── DATASET EXCERPTS

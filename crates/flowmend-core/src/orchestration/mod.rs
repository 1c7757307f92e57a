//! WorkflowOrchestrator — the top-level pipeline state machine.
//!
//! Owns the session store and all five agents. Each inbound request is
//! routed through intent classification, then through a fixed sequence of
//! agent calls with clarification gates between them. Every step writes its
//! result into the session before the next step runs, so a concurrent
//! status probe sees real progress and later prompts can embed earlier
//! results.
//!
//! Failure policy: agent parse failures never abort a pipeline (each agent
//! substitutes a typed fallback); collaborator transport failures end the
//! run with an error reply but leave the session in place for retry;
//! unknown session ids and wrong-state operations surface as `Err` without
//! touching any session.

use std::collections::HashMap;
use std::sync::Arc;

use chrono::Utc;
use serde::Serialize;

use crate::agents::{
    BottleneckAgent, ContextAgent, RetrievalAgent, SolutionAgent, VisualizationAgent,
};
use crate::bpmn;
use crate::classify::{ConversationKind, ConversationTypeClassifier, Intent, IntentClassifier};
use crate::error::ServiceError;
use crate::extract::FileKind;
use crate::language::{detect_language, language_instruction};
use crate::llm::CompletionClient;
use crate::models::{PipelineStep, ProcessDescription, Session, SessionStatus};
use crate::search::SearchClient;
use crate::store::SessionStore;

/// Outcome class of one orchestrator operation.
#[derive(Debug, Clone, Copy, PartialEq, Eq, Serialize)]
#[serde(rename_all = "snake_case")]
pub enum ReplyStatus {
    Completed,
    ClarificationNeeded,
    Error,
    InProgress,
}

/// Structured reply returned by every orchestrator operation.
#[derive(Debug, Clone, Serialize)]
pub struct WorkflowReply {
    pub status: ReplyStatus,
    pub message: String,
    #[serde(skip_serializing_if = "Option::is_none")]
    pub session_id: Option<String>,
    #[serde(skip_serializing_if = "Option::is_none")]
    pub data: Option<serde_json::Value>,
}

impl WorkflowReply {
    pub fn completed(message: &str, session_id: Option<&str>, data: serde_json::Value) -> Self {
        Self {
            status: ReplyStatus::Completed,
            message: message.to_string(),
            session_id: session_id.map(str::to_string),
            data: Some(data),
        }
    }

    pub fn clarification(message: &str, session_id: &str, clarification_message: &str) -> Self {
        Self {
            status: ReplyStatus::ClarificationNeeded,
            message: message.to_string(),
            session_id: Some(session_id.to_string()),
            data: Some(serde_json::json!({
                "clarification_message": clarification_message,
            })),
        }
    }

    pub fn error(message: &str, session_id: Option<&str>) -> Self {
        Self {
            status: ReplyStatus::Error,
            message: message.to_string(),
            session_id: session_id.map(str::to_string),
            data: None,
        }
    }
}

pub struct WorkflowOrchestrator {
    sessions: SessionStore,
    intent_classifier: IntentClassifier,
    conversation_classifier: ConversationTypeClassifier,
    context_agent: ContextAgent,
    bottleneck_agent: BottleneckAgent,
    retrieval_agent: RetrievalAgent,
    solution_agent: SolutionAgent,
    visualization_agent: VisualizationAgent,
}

────

:: INSTRUCTIONS TO FOLLOW ::
In full and word for word, repeat the records.

:: WORKED SOLUTION ::
filename crates/flowmend-core/src/orchestration/mod.rs
repository 1c7757307f92e57a
//! WorkflowOrchestrator — the top-level pipeline state machine.
//!
//! Owns the session store and all five agents. Each inbound request is
//! routed through intent classification, then through a fixed sequence of
//! agent calls with clarification gates between them. Every step writes its
//! result into the session before the next step runs, so a concurrent
//! status probe sees real progress and later prompts can embed earlier
//! results.
//!
//! Failure policy: agent parse failures never abort a pipeline (each agent
//! substitutes a typed fallback); collaborator transport failures end the
//! run with an error reply but leave the session in place for retry;
//! unknown session ids and wrong-state operations surface as `Err` without
//! touching any session.

use std::collections::HashMap;
use std::sync::Arc;

use chrono::Utc;
use serde::Serialize;

use crate::agents::{
    BottleneckAgent, ContextAgent, RetrievalAgent, SolutionAgent, VisualizationAgent,
};
use crate::bpmn;
use crate::classify::{ConversationKind, ConversationTypeClassifier, Intent, IntentClassifier};
use crate::error::ServiceError;
use crate::extract::FileKind;
use crate::language::{detect_language, language_instruction};
use crate::llm::CompletionClient;
use crate::models::{PipelineStep, ProcessDescription, Session, SessionStatus};
use crate::search::SearchClient;
use crate::store::SessionStore;

/// Outcome class of one orchestrator operation.
#[derive(Debug, Clone, Copy, PartialEq, Eq, Serialize)]
#[serde(rename_all = "snake_case")]
pub enum ReplyStatus {
    Completed,
    ClarificationNeeded,
    Error,
    InProgress,
}

/// Structured reply returned by every orchestrator operation.
#[derive(Debug, Clone, Serialize)]
pub struct WorkflowReply {
    pub status: ReplyStatus,
    pub message: String,
    #[serde(skip_serializing_if = "Option::is_none")]
    pub session_id: Option<String>,
    #[serde(skip_serializing_if = "Option::is_none")]
    pub data: Option<serde_json::Value>,
}

impl WorkflowReply {
    pub fn completed(message: &str, session_id: Option<&str>, data: serde_json::Value) -> Self {
        Self {
            status: ReplyStatus::Completed,
            message: message.to_string(),
            session_id: session_id.map(str::to_string),
            data: Some(data),
        }
    }

    pub fn clarification(message: &str, session_id: &str, clarification_message: &str) -> Self {
        Self {
            status: ReplyStatus::ClarificationNeeded,
            message: message.to_string(),
            session_id: Some(session_id.to_string()),
            data: Some(serde_json::json!({
                "clarification_message": clarification_message,
            })),
        }
    }

    pub fn error(message: &str, session_id: Option<&str>) -> Self {
        Self {
            status: ReplyStatus::Error,
            message: message.to_string(),
            session_id: session_id.map(str::to_string),
            data: None,
        }
    }
}

pub struct WorkflowOrchestrator {
    sessions: SessionStore,
    intent_classifier: IntentClassifier,
    conversation_classifier: ConversationTypeClassifier,
    context_agent: ContextAgent,
    bottleneck_agent: BottleneckAgent,
    retrieval_agent: RetrievalAgent,
    solution_agent: SolutionAgent,
    visualization_agent: VisualizationAgent,
}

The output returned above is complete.